Your assignment: Can you quote the records below in full, word for word?

*** Records shown Section Begins ***

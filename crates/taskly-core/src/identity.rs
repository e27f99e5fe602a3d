//! Device identity
//!
//! Each installation has a stable device id, generated on first run and kept
//! in `data_dir/device_id`. The session registry uses it to tell this device
//! apart from others signed into the same account.

use std::fs;
use std::path::PathBuf;

use anyhow::{Context, Result};
use tracing::info;
use uuid::Uuid;

use crate::config::Config;

#[derive(Debug, Clone, PartialEq, Eq)]
pub struct DeviceIdentity {
    device_id: String,
    /// Whether the id was generated during this load
    is_new: bool,
}

impl DeviceIdentity {
    /// Resolve the device id: configuration override, then the persisted file,
    /// then a freshly generated one that is written back.
    pub fn load_or_create(config: &Config) -> Result<Self> {
        if let Some(id) = config.device_id.as_deref().map(str::trim) {
            if !id.is_empty() {
                return Ok(Self {
                    device_id: id.to_string(),
                    is_new: false,
                });
            }
        }

        let path = config.device_id_path();
        if let Some(existing) = Self::read(&path)? {
            return Ok(Self {
                device_id: existing,
                is_new: false,
            });
        }

        let device_id = Uuid::new_v4().to_string();
        config.ensure_data_dir()?;
        fs::write(&path, &device_id)
            .with_context(|| format!("Failed to write device id to {:?}", path))?;
        info!(device_id = %device_id, "Generated new device id");

        Ok(Self {
            device_id,
            is_new: true,
        })
    }

    fn read(path: &PathBuf) -> Result<Option<String>> {
        if !path.exists() {
            return Ok(None);
        }
        let content = fs::read_to_string(path)
            .with_context(|| format!("Failed to read device id from {:?}", path))?;
        let id = content.trim();
        Ok((!id.is_empty()).then(|| id.to_string()))
    }

    pub fn device_id(&self) -> &str {
        &self.device_id
    }

    pub fn is_new(&self) -> bool {
        self.is_new
    }
}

*** Records shown Section Ends ***

Expected answer:
filename crates/taskly-core/src/identity.rs
repository e27f99e5fe602a3d
//! Device identity
//!
//! Each installation has a stable device id, generated on first run and kept
//! in `data_dir/device_id`. The session registry uses it to tell this device
//! apart from others signed into the same account.

use std::fs;
use std::path::PathBuf;

use anyhow::{Context, Result};
use tracing::info;
use uuid::Uuid;

use crate::config::Config;

#[derive(Debug, Clone, PartialEq, Eq)]
pub struct DeviceIdentity {
    device_id: String,
    /// Whether the id was generated during this load
    is_new: bool,
}

impl DeviceIdentity {
    /// Resolve the device id: configuration override, then the persisted file,
    /// then a freshly generated one that is written back.
    pub fn load_or_create(config: &Config) -> Result<Self> {
        if let Some(id) = config.device_id.as_deref().map(str::trim) {
            if !id.is_empty() {
                return Ok(Self {
                    device_id: id.to_string(),
                    is_new: false,
                });
            }
        }

        let path = config.device_id_path();
        if let Some(existing) = Self::read(&path)? {
            return Ok(Self {
                device_id: existing,
                is_new: false,
            });
        }

        let device_id = Uuid::new_v4().to_string();
        config.ensure_data_dir()?;
        fs::write(&path, &device_id)
            .with_context(|| format!("Failed to write device id to {:?}", path))?;
        info!(device_id = %device_id, "Generated new device id");

        Ok(Self {
            device_id,
            is_new: true,
        })
    }

    fn read(path: &PathBuf) -> Result<Option<String>> {
        if !path.exists() {
            return Ok(None);
        }
        let content = fs::read_to_string(path)
            .with_context(|| format!("Failed to read device id from {:?}", path))?;
        let id = content.trim();
        Ok((!id.is_empty()).then(|| id.to_string()))
    }

    pub fn device_id(&self) -> &str {
        &self.device_id
    }

    pub fn is_new(&self) -> bool {
        self.is_new
    }
}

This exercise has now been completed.